Maintaining and replacing the
trees planted by those first settlers has become a
responsibility handed down to successive generations
of Wyobraskans. Each generation has added its own
set of criteria to the trees they plant in the
Wyobraska landscape. Those first generations
required trees that were fast growing and drought
tolerant—remember that modern drip irrigation
technology was not available them. With the first
windbreaks and shade trees established, homeowners
began selecting trees based more on their ornamental
qualities, like spring blooming, colorful fall
foliage, or a generally neat and refined
appearance. These remain the most common
motivations for planting trees in Wyobraska today
Now, however, an increasing
number of Wyobraskans are hearing that one of the
best solutions to global warming is to plant trees.
The advocates of tree planting as a solution to
global warming correctly point out that trees pull
carbon back out of the atmosphere and store it for
relatively long periods of time in their woody
tissues. Virtually no one on either side of the
global warming debate disagrees about the capacity
of trees to store carbon, so it has quickly become
an activity of choice for those who want to act on
this issue now and debate it later.
I have not always been an
advocate of planting trees anywhere and everywhere
in Wyobraska, and I personally think that it is
important that we retain open sunny areas in our
landscape where the grasses and wildflowers of the
region’s native landscape can retain their rightful
prominent place in our residential and public
landscapes.
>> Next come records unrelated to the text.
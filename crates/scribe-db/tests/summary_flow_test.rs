//! Integration tests for summary generation and the single-current-summary
//! invariant.
//!
//! The AI gateway is mocked, so these exercise the store orchestration
//! against a real PostgreSQL database: note fetch, empty-content guard,
//! transactional replacement, error translation, and the FK cascade.

use std::sync::Arc;

use scribe_db::test_fixtures::TestDatabase;
use scribe_db::{Error, NoteDraft, NoteStore, SummaryStore};
use scribe_inference::MockAiGateway;
use uuid::Uuid;

async fn setup_with(gateway: &MockAiGateway) -> TestDatabase {
    dotenvy::dotenv().ok();
    let _ = tracing_subscriber::fmt()
        .with_env_filter(tracing_subscriber::EnvFilter::from_default_env())
        .try_init();
    TestDatabase::new(Arc::new(gateway.clone())).await
}

async fn summary_row_count(db: &TestDatabase, note_id: Uuid) -> i64 {
    sqlx::query_scalar("SELECT COUNT(*) FROM summaries WHERE note_id = $1")
        .bind(note_id)
        .fetch_one(&db.pool)
        .await
        .expect("Failed to count summary rows")
}

#[tokio::test]
#[ignore] // Requires DATABASE_URL with migrated database
async fn test_generate_and_store_persists_summary() {
    let gateway = MockAiGateway::new().with_summary_response("- key point\n- another");
    let db = setup_with(&gateway).await;

    let note = db
        .notes
        .create(&db.owner_id, NoteDraft::new("Standup", "We discussed the release."))
        .await
        .expect("Failed to create note");
    let id = note.id.to_string();

    let outcome = db
        .summaries
        .generate_and_store(&db.owner_id, &id)
        .await
        .expect("Summary generation should succeed");

    assert_eq!(outcome.summary.content, "- key point\n- another");
    assert_eq!(outcome.summary.note_id, note.id);
    assert_eq!(outcome.model, "mock-gemini");
    assert!(outcome.usage.total_tokens > 0);
    assert_eq!(gateway.summary_call_count(), 1);

    let current = db
        .summaries
        .current(&db.owner_id, &id)
        .await
        .expect("Fetching current summary should succeed")
        .expect("A summary should exist after generation");
    assert_eq!(current.id, outcome.summary.id);
    assert_eq!(current.content, "- key point\n- another");

    db.cleanup().await;
}

#[tokio::test]
#[ignore] // Requires DATABASE_URL with migrated database
async fn test_regeneration_keeps_exactly_one_row() {
    let gateway = MockAiGateway::new()
        .with_summary_mapping("first draft", "- first summary")
        .with_summary_mapping("second draft", "- second summary");
    let db = setup_with(&gateway).await;

    let note = db
        .notes
        .create(&db.owner_id, NoteDraft::new("Doc", "first draft"))
        .await
        .expect("Failed to create note");
    let id = note.id.to_string();

    let first = db
        .summaries
        .generate_and_store(&db.owner_id, &id)
        .await
        .expect("First generation should succeed");
    assert_eq!(first.summary.content, "- first summary");
    assert_eq!(summary_row_count(&db, note.id).await, 1);

    db.notes
        .update(&db.owner_id, &id, NoteDraft::new("Doc", "second draft"))
        .await
        .expect("Failed to update note content");

    let second = db
        .summaries
        .generate_and_store(&db.owner_id, &id)
        .await
        .expect("Second generation should succeed");
    assert_eq!(second.summary.content, "- second summary");

    // The replacement leaves exactly one row: the newest one.
    assert_eq!(
        summary_row_count(&db, note.id).await,
        1,
        "Regeneration must not accumulate summary rows"
    );
    let current = db
        .summaries
        .current(&db.owner_id, &id)
        .await
        .expect("Fetching current summary should succeed")
        .expect("A summary should exist");
    assert_eq!(current.id, second.summary.id);
    assert_eq!(current.content, "- second summary");
    assert_eq!(gateway.summary_call_count(), 2);

    db.cleanup().await;
}

#[tokio::test]
#[ignore] // Requires DATABASE_URL with migrated database
async fn test_empty_content_guard_makes_no_gateway_call() {
    let gateway = MockAiGateway::new();
    let db = setup_with(&gateway).await;

    let note = db
        .notes
        .create(&db.owner_id, NoteDraft::new("Empty", ""))
        .await
        .expect("Failed to create note");
    let id = note.id.to_string();

    let err = db
        .summaries
        .generate_and_store(&db.owner_id, &id)
        .await
        .expect_err("Empty content should be rejected");
    match err {
        Error::EmptyContent(conflict_id) => assert_eq!(conflict_id, note.id),
        other => panic!("Expected EmptyContent, got {:?}", other),
    }

    assert_eq!(
        gateway.summary_call_count(),
        0,
        "The gateway must not be called for empty notes"
    );
    assert_eq!(summary_row_count(&db, note.id).await, 0);

    db.cleanup().await;
}

#[tokio::test]
#[ignore] // Requires DATABASE_URL with migrated database
async fn test_whitespace_content_counts_as_empty() {
    let gateway = MockAiGateway::new();
    let db = setup_with(&gateway).await;

    let note = db
        .notes
        .create(&db.owner_id, NoteDraft::new("Blank", "   \n\t  "))
        .await
        .expect("Failed to create note");

    let err = db
        .summaries
        .generate_and_store(&db.owner_id, &note.id.to_string())
        .await
        .expect_err("Whitespace-only content should be rejected");
    assert!(matches!(err, Error::EmptyContent(_)), "got {:?}", err);
    assert_eq!(gateway.summary_call_count(), 0);

    db.cleanup().await;
}

#[tokio::test]
#[ignore] // Requires DATABASE_URL with migrated database
async fn test_current_is_none_before_first_generation() {
    let gateway = MockAiGateway::new();
    let db = setup_with(&gateway).await;

    let note = db
        .notes
        .create(&db.owner_id, NoteDraft::new("Fresh", "never summarized"))
        .await
        .expect("Failed to create note");

    let current = db
        .summaries
        .current(&db.owner_id, &note.id.to_string())
        .await
        .expect("Fetching current summary should succeed");
    assert!(
        current.is_none(),
        "No summary yet is a normal state, not an error"
    );

    db.cleanup().await;
}

#[tokio::test]
#[ignore] // Requires DATABASE_URL with migrated database
async fn test_summary_operations_validate_the_note() {
    let gateway = MockAiGateway::new();
    let db = setup_with(&gateway).await;

    // Malformed ids never reach the database.
    let err = db
        .summaries
        .generate_and_store(&db.owner_id, "not-a-uuid")
        .await
        .expect_err("Malformed id should be rejected");
    assert!(matches!(err, Error::InvalidId(_)), "got {:?}", err);

    let err = db
        .summaries
        .current(&db.owner_id, "not-a-uuid")
        .await
        .expect_err("Malformed id should be rejected");
    assert!(matches!(err, Error::InvalidId(_)), "got {:?}", err);

    // Unknown notes are NotFound for both operations.
    let missing = Uuid::new_v4().to_string();
    let err = db
        .summaries
        .generate_and_store(&db.owner_id, &missing)
        .await
        .expect_err("Missing note should be NotFound");
    assert!(matches!(err, Error::NotFound(_)), "got {:?}", err);

    let err = db
        .summaries
        .current(&db.owner_id, &missing)
        .await
        .expect_err("Missing note should be NotFound");
    assert!(matches!(err, Error::NotFound(_)), "got {:?}", err);

    assert_eq!(gateway.summary_call_count(), 0);

    db.cleanup().await;
}

#[tokio::test]
#[ignore] // Requires DATABASE_URL with migrated database
async fn test_foreign_note_summary_is_not_found() {
    let gateway = MockAiGateway::new();
    let db = setup_with(&gateway).await;
    let other_owner = scribe_db::test_fixtures::unique_owner();

    let note = db
        .notes
        .create(&db.owner_id, NoteDraft::new("Mine", "private thoughts"))
        .await
        .expect("Failed to create note");

    let err = db
        .summaries
        .generate_and_store(&other_owner, &note.id.to_string())
        .await
        .expect_err("Foreign note should be invisible");
    assert!(matches!(err, Error::NotFound(_)), "got {:?}", err);
    assert_eq!(gateway.summary_call_count(), 0);

    db.cleanup().await;
}

#[tokio::test]
#[ignore] // Requires DATABASE_URL with migrated database
async fn test_gateway_failure_surfaces_as_unavailable() {
    let gateway = MockAiGateway::new().with_failure_rate(1.0);
    let db = setup_with(&gateway).await;

    let note = db
        .notes
        .create(&db.owner_id, NoteDraft::new("Doomed", "some content"))
        .await
        .expect("Failed to create note");

    let err = db
        .summaries
        .generate_and_store(&db.owner_id, &note.id.to_string())
        .await
        .expect_err("Gateway failure should surface");
    match &err {
        Error::AiServiceUnavailable(msg) => {
            assert!(
                msg.contains("failed after 3 attempts"),
                "Translated message should carry the exhaustion detail, got: {}",
                msg
            );
        }
        other => panic!("Expected AiServiceUnavailable, got {:?}", other),
    }

    // Nothing was stored for the failed generation.
    assert_eq!(summary_row_count(&db, note.id).await, 0);

    db.cleanup().await;
}

#[tokio::test]
#[ignore] // Requires DATABASE_URL with migrated database
async fn test_oversized_content_is_content_too_large() {
    let gateway = MockAiGateway::new();
    let db = setup_with(&gateway).await;

    // Insert directly: content this large cannot come in through a draft,
    // but legacy rows or relaxed imports can still hold it.
    let note_id = Uuid::new_v4();
    let oversized = "word ".repeat(10_000);
    sqlx::query(
        "INSERT INTO notes (id, owner_id, title, content, is_archived, created_at, updated_at)
         VALUES ($1, $2, 'Imported', $3, FALSE, NOW(), NOW())",
    )
    .bind(note_id)
    .bind(&db.owner_id)
    .bind(&oversized)
    .execute(&db.pool)
    .await
    .expect("Failed to insert oversized note");

    let err = db
        .summaries
        .generate_and_store(&db.owner_id, &note_id.to_string())
        .await
        .expect_err("Oversized content should be rejected");
    match err {
        Error::ContentTooLarge(conflict_id) => assert_eq!(conflict_id, note_id),
        other => panic!("Expected ContentTooLarge, got {:?}", other),
    }

    db.cleanup().await;
}

#[tokio::test]
#[ignore] // Requires DATABASE_URL with migrated database
async fn test_deleting_note_cascades_to_summary() {
    let gateway = MockAiGateway::new();
    let db = setup_with(&gateway).await;

    let note = db
        .notes
        .create(&db.owner_id, NoteDraft::new("Short lived", "delete me soon"))
        .await
        .expect("Failed to create note");
    let id = note.id.to_string();

    db.summaries
        .generate_and_store(&db.owner_id, &id)
        .await
        .expect("Summary generation should succeed");
    assert_eq!(summary_row_count(&db, note.id).await, 1);

    db.notes
        .delete_permanently(&db.owner_id, &id)
        .await
        .expect("Delete should succeed");

    assert_eq!(
        summary_row_count(&db, note.id).await,
        0,
        "Summaries must die with their note"
    );

    db.cleanup().await;
}
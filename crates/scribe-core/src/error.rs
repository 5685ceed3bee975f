//! Error types for scribe.

use thiserror::Error;
use uuid::Uuid;

/// Result type alias using scribe's Error type.
pub type Result<T> = std::result::Result<T, Error>;

/// Core error type for scribe operations.
#[derive(Error, Debug)]
pub enum Error {
    /// Database operation failed (wraps sqlx::Error)
    #[error("Database error: {0}")]
    Database(#[from] sqlx::Error),

    /// Caller input violates a field constraint
    #[error("Validation error: {0}")]
    Validation(String),

    /// Identifier is not a well-formed UUID
    #[error("Invalid id: {0}")]
    InvalidId(String),

    /// Resource not found (or not visible to this owner)
    #[error("Not found: {0}")]
    NotFound(String),

    /// Archive requested on a note that is already archived
    #[error("Note is already archived: {0}")]
    AlreadyArchived(Uuid),

    /// Restore requested on a note that is not archived
    #[error("Note is not archived: {0}")]
    NotArchived(Uuid),

    /// Summarization requested on a note with no content
    #[error("Note has no content to summarize: {0}")]
    EmptyContent(Uuid),

    /// Pre-flight token estimate over budget
    #[error("Text exceeds token limit. Current: {estimated}, Max: {limit}")]
    TokenLimitExceeded { estimated: u32, limit: u32 },

    /// A single remote call attempt exceeded its deadline
    #[error("{operation} timed out after {secs}s")]
    Timeout { operation: String, secs: u64 },

    /// All retry attempts of a remote call failed
    #[error("{operation} failed after {attempts} attempts: {message}")]
    RetryExhausted {
        operation: String,
        attempts: u32,
        message: String,
    },

    /// Note content too large to summarize (token limit hit mid-flow)
    #[error("Note content is too large to summarize: {0}")]
    ContentTooLarge(Uuid),

    /// AI service failed after retries; the caller should try again later
    #[error("AI service is temporarily unavailable: {0}")]
    AiServiceUnavailable(String),

    /// Remote LLM call failed (non-retry-level detail)
    #[error("Inference error: {0}")]
    Inference(String),

    /// Serialization/deserialization error
    #[error("Serialization error: {0}")]
    Serialization(String),

    /// Configuration error
    #[error("Configuration error: {0}")]
    Config(String),

    /// HTTP/network request failed
    #[error("Request error: {0}")]
    Request(String),

    /// Internal error
    #[error("Internal error: {0}")]
    Internal(String),
}

impl From<serde_json::Error> for Error {
    fn from(e: serde_json::Error) -> Self {
        Error::Serialization(e.to_string())
    }
}

impl From<reqwest::Error> for Error {
    fn from(e: reqwest::Error) -> Self {
        Error::Request(e.to_string())
    }
}

#[cfg(test)]
mod tests {
    use super::*;

    #[test]
    fn test_error_display_validation() {
        let err = Error::Validation("Title is required".to_string());
        assert_eq!(err.to_string(), "Validation error: Title is required");
    }

    #[test]
    fn test_error_display_invalid_id() {
        let err = Error::InvalidId("not-a-uuid".to_string());
        assert_eq!(err.to_string(), "Invalid id: not-a-uuid");
    }

    #[test]
    fn test_error_display_not_found() {
        let err = Error::NotFound("Note 123".to_string());
        assert_eq!(err.to_string(), "Not found: Note 123");
    }

    #[test]
    fn test_error_display_already_archived() {
        let id = Uuid::nil();
        let err = Error::AlreadyArchived(id);
        assert_eq!(err.to_string(), format!("Note is already archived: {}", id));
    }

    #[test]
    fn test_error_display_not_archived() {
        let id = Uuid::nil();
        let err = Error::NotArchived(id);
        assert_eq!(err.to_string(), format!("Note is not archived: {}", id));
    }

    #[test]
    fn test_error_display_empty_content() {
        let id = Uuid::new_v4();
        let err = Error::EmptyContent(id);
        assert!(err.to_string().contains(&id.to_string()));
    }

    #[test]
    fn test_error_display_token_limit() {
        let err = Error::TokenLimitExceeded {
            estimated: 13000,
            limit: 8000,
        };
        assert_eq!(
            err.to_string(),
            "Text exceeds token limit. Current: 13000, Max: 8000"
        );
    }

    #[test]
    fn test_error_display_timeout() {
        let err = Error::Timeout {
            operation: "generateText".to_string(),
            secs: 10,
        };
        assert_eq!(err.to_string(), "generateText timed out after 10s");
    }

    #[test]
    fn test_error_display_retry_exhausted() {
        let err = Error::RetryExhausted {
            operation: "generateSummary".to_string(),
            attempts: 3,
            message: "Request timeout".to_string(),
        };
        assert_eq!(
            err.to_string(),
            "generateSummary failed after 3 attempts: Request timeout"
        );
    }

    #[test]
    fn test_error_display_content_too_large() {
        let id = Uuid::nil();
        let err = Error::ContentTooLarge(id);
        assert_eq!(
            err.to_string(),
            format!("Note content is too large to summarize: {}", id)
        );
    }

    #[test]
    fn test_error_display_ai_service_unavailable() {
        let err = Error::AiServiceUnavailable("please retry later".to_string());
        assert_eq!(
            err.to_string(),
            "AI service is temporarily unavailable: please retry later"
        );
    }

    #[test]
    fn test_error_display_config() {
        let err = Error::Config("GEMINI_API_KEY is not set in environment variables".to_string());
        assert_eq!(
            err.to_string(),
            "Configuration error: GEMINI_API_KEY is not set in environment variables"
        );
    }

    #[test]
    fn test_error_display_inference() {
        let err = Error::Inference("model returned 500".to_string());
        assert_eq!(err.to_string(), "Inference error: model returned 500");
    }

    #[test]
    fn test_from_serde_json_error() {
        let json_err = serde_json::from_str::<i32>("not a number");
        assert!(json_err.is_err());

        let err: Error = json_err.unwrap_err().into();
        match err {
            Error::Serialization(msg) => {
                assert!(!msg.is_empty());
            }
            _ => panic!("Expected Serialization error"),
        }
    }

    #[test]
    fn test_result_type_ok() {
        fn get_result() -> Result<i32> {
            Ok(42)
        }
        let result = get_result();
        assert!(result.is_ok());
        assert_eq!(result.unwrap(), 42);
    }

    #[test]
    fn test_error_is_send_sync() {
        fn assert_send<T: Send>() {}
        fn assert_sync<T: Sync>() {}

        assert_send::<Error>();
        assert_sync::<Error>();
    }

    #[test]
    fn test_error_debug_format() {
        let err = Error::NotFound("test".to_string());
        let debug_str = format!("{:?}", err);
        assert!(debug_str.contains("NotFound"));
    }
}
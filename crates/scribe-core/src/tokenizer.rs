//! Heuristic token estimation for pre-flight budget checks.
//!
//! The estimate is whitespace word count scaled by
//! [`defaults::TOKEN_ESTIMATE_MULTIPLIER`], rounded up. It exists to reject
//! oversized prompts before they reach the network and to report usage after
//! a response; it is not an exact tokenizer and must never be load-bearing
//! for billing.

use crate::defaults;
use crate::error::{Error, Result};

/// Estimate the token cost of `text`.
///
/// Splits on whitespace runs, counts the words, and scales by 1.3 to
/// compensate for scripts that are not whitespace-delimited. Empty and
/// whitespace-only text estimates to zero.
///
/// # Example
///
/// ```
/// use scribe_core::tokenizer::estimate_tokens;
///
/// assert_eq!(estimate_tokens("Hello world"), 3); // ceil(2 * 1.3)
/// assert_eq!(estimate_tokens(""), 0);
/// ```
pub fn estimate_tokens(text: &str) -> u32 {
    let words = text.split_whitespace().count();
    (words as f64 * defaults::TOKEN_ESTIMATE_MULTIPLIER).ceil() as u32
}

/// Fail with [`Error::TokenLimitExceeded`] when the estimate for `text` is
/// over `limit`. An estimate exactly at the limit passes.
pub fn validate_token_limit(text: &str, limit: u32) -> Result<()> {
    let estimated = estimate_tokens(text);
    if estimated > limit {
        return Err(Error::TokenLimitExceeded { estimated, limit });
    }
    Ok(())
}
But it seems possible to me, to blend
the tree planting motivations of now multiple
generations of Wyobraskans into an approach to tree
planting that addresses global warming, that
provides human comfort in what remains a windy and
sunny region, and that still reflects the uniquely
dynamic and colorful grass and flower filled
character of the region’s native landscape.
Here are a few ideas on what
trees to plant and where to plant them in around our
homes and throughout our communities—specifically to
reduce carbon levels in the earth’s atmosphere.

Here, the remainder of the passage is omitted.